Obrigado por atender minha ligação. Foi quando eu tinha oito anos, outono de 1979. A gente tinha acabado de se mudar pra uma fazenda fora de Harrisburg. Bem rural. Meu pai tinha conseguido emprego numa fábrica uns trinta quilômetros de distância, e a gente precisava de um lugar mais barato pra morar. A casa era velha, mas tinha esse quintal enorme que fazia divisa com uma lavoura de milho. Lembro que minha mãe odiava aquela lavoura, dizia que a deixava nervosa, todos aqueles pés de milho parados ali. Mas eu adorava. Ficava horas sentado na borda do quintal, vendo o vento passar por ela. Era final de outubro, talvez começo de novembro. Frio suficiente pra ter geada na grama na maioria das manhãs. Eu tava sentado lá fora uma tarde depois da escola. Meu irmão mais velho tinha me trazido de carro na Datsun pickup dele, a gente tinha brigado por uma bobagem no caminho. Peguei meu chá pra tomar do lado de fora pra me acalmar. Leite e dois pedaços de açúcar, era assim que eu tomava.

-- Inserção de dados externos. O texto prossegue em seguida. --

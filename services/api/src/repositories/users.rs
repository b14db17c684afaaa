//! User repository for database operations

use argon2::{Argon2, PasswordHash, PasswordHasher, PasswordVerifier, password_hash::SaltString};
use sqlx::PgPool;
use tracing::info;
use uuid::Uuid;

use crate::error::{ApiError, ApiResult};
use crate::models::Paging;
use crate::models::user::{CreateUserRequest, User};

/// User repository
#[derive(Clone)]
pub struct UserRepository {
    pool: PgPool,
}

impl UserRepository {
    /// Create a new user repository
    pub fn new(pool: PgPool) -> Self {
        Self { pool }
    }

    /// Create a new user with an argon2-hashed password
    pub async fn create(&self, payload: &CreateUserRequest) -> ApiResult<User> {
        info!("Creating new user: {}", payload.username);

        let password_hash = hash_password(&payload.password)?;

        let user = sqlx::query_as::<_, User>(
            r#"
            INSERT INTO users (email, username, first_name, last_name, password_hash)
            VALUES ($1, $2, $3, $4, $5)
            RETURNING id, username, email, first_name, last_name, password_hash,
                      avatar, is_staff, created_at
            "#,
        )
        .bind(&payload.email)
        .bind(&payload.username)
        .bind(&payload.first_name)
        .bind(&payload.last_name)
        .bind(&password_hash)
        .fetch_one(&self.pool)
        .await
        .map_err(|err| match err {
            sqlx::Error::Database(ref db) if db.is_unique_violation() => match db.constraint() {
                Some("users_email_key") => ApiError::InvalidField {
                    field: "email",
                    message: "A user with this email already exists".to_string(),
                },
                Some("users_username_key") => ApiError::InvalidField {
                    field: "username",
                    message: "A user with this username already exists".to_string(),
                },
                _ => ApiError::AlreadyExists("User already exists".to_string()),
            },
            other => ApiError::Database(other),
        })?;

        Ok(user)
    }

    /// Find a user by ID
    pub async fn find_by_id(&self, id: Uuid) -> ApiResult<Option<User>> {
        let user = sqlx::query_as::<_, User>(
            r#"
            SELECT id, username, email, first_name, last_name, password_hash,
                   avatar, is_staff, created_at
            FROM users
            WHERE id = $1
            "#,
        )
        .bind(id)
        .fetch_optional(&self.pool)
        .await?;

        Ok(user)
    }

    /// Find a user by email
    pub async fn find_by_email(&self, email: &str) -> ApiResult<Option<User>> {
        let user = sqlx::query_as::<_, User>(
            r#"
            SELECT id, username, email, first_name, last_name, password_hash,
                   avatar, is_staff, created_at
            FROM users
            WHERE email = $1
            "#,
        )
        .bind(email)
        .fetch_optional(&self.pool)
        .await?;

        Ok(user)
    }

    /// Fetch the given users in one round trip
    pub async fn by_ids(&self, ids: &[Uuid]) -> ApiResult<Vec<User>> {
        let users = sqlx::query_as::<_, User>(
            r#"
            SELECT id, username, email, first_name, last_name, password_hash,
                   avatar, is_staff, created_at
            FROM users
            WHERE id = ANY($1)
            "#,
        )
        .bind(ids)
        .fetch_all(&self.pool)
        .await?;

        Ok(users)
    }

    /// Get users with pagination, newest first
    pub async fn list(&self, paging: Paging) -> ApiResult<(Vec<User>, i64)> {
        let users = sqlx::query_as::<_, User>(
            r#"
            SELECT id, username, email, first_name, last_name, password_hash,
                   avatar, is_staff, created_at
            FROM users
            ORDER BY created_at DESC
            LIMIT $1 OFFSET $2
            "#,
        )
        .bind(i64::from(paging.limit))
        .bind(paging.offset)
        .fetch_all(&self.pool)
        .await?;

        let total: i64 = sqlx::query_scalar("SELECT COUNT(*) FROM users")
            .fetch_one(&self.pool)
            .await?;

        Ok((users, total))
    }

    /// Verify a user's password
    pub async fn verify_password(&self, user: &User, password: &str) -> ApiResult<bool> {
        let parsed_hash = PasswordHash::new(&user.password_hash)
            .map_err(|e| ApiError::Internal(format!("Failed to parse password hash: {}", e)))?;

        let argon2 = Argon2::default();
        let result = argon2.verify_password(password.as_bytes(), &parsed_hash);

        Ok(result.is_ok())
    }

    /// Replace a user's password hash
    pub async fn set_password(&self, user_id: Uuid, new_password: &str) -> ApiResult<()> {
        let password_hash = hash_password(new_password)?;

        sqlx::query("UPDATE users SET password_hash = $1 WHERE id = $2")
            .bind(&password_hash)
            .bind(user_id)
            .execute(&self.pool)
            .await?;

        info!("Password changed for user {}", user_id);

        Ok(())
    }

    /// Replace or clear a user's avatar reference
    pub async fn set_avatar(&self, user_id: Uuid, avatar: Option<&str>) -> ApiResult<()> {
        sqlx::query("UPDATE users SET avatar = $1 WHERE id = $2")
            .bind(avatar)
            .bind(user_id)
            .execute(&self.pool)
            .await?;

        Ok(())
    }
}

/// Hash a password with a fresh salt
fn hash_password(password: &str) -> ApiResult<String> {
    let salt = SaltString::generate(&mut rand::thread_rng());
    let argon2 = Argon2::default();
    let password_hash = argon2
        .hash_password(password.as_bytes(), &salt)
        .map_err(|e| ApiError::Internal(format!("Failed to hash password: {}", e)))?
        .to_string();

    Ok(password_hash)
}

#[cfg(test)]
mod tests {
    use super::*;

    #[test]
    fn test_hash_password_round_trip() {
        let hash = hash_password("soup-and-bread").expect("hashing should succeed");
        let parsed = PasswordHash::new(&hash).expect("hash should parse");

        assert!(
            Argon2::default()
                .verify_password(b"soup-and-bread", &parsed)
                .is_ok()
        );
        assert!(
            Argon2::default()
                .verify_password(b"wrong-password", &parsed)
                .is_err()
        );
    }
}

E foi aí que eu a vi. A princípio pensei que era só uma borboleta comum. Uma grande, talvez cinco centímetros de envergadura, com essas asas amarelo-pálido. Mas aí ela pousou no braço da minha cadeira, logo ao lado de onde eu tinha colocado minha xícara de chá. E eu vi o rosto dela. Ela tinha um rosto humano. Não como um rosto desenhado numa borboleta. Quero dizer que ela tinha um rosto de verdade. Um rosto minúsculo, talvez do tamanho da minha unha do polegar. Um rosto de mulher, acho. Feições delicadas. E estava olhando pro pedaço de açúcar que eu tinha deixado no pires. Eu devia ter ficado com medo. Mas não fiquei. Ela parecia mais curiosa do que qualquer outra coisa. Virou a cabeça, e eu conseguia ver ela virar, conseguia ver o pescoço se mover, e me olhou diretamente. E então começou a cantar. Não cantarolando, não zumbindo. Cantando. Uma música de verdade, embora eu não conseguisse distinguir as palavras. Só essa melodia alta e clara. Como alguém cantando de muito longe. O som fez meus dentes latejar.
Enquanto cantava, ela alcançou com esses bracinhos — que eu não tinha notado antes — e pegou o pedaço de açúcar. Segurou como você seguraria uma maçã. E comeu. Mordeu direto. Fiquei olhando ela comer a coisa toda, pequena mordida após pequena mordida, ainda cantando entre as mordidas. Quando terminou, me olhou de novo. E então voou embora, de volta pra lavoura de milho. Fiquei sentado lá por talvez uma hora depois, tentando entender o que eu tinha visto. Não contei pra ninguém. Eu sabia como ia soar. Mas no dia seguinte, me certifiquei de trazer outro pedaço de açúcar pra lá. Deixei no braço da cadeira. E ela voltou. Mesmo horário, por volta das três e meia, quatro da tarde. Pousou no mesmo lugar. Viu o açúcar. Me olhou, e foi aí que começou a cantar de novo. A mesma música, ou pelo menos acho que era. Comeu o açúcar, e foi embora.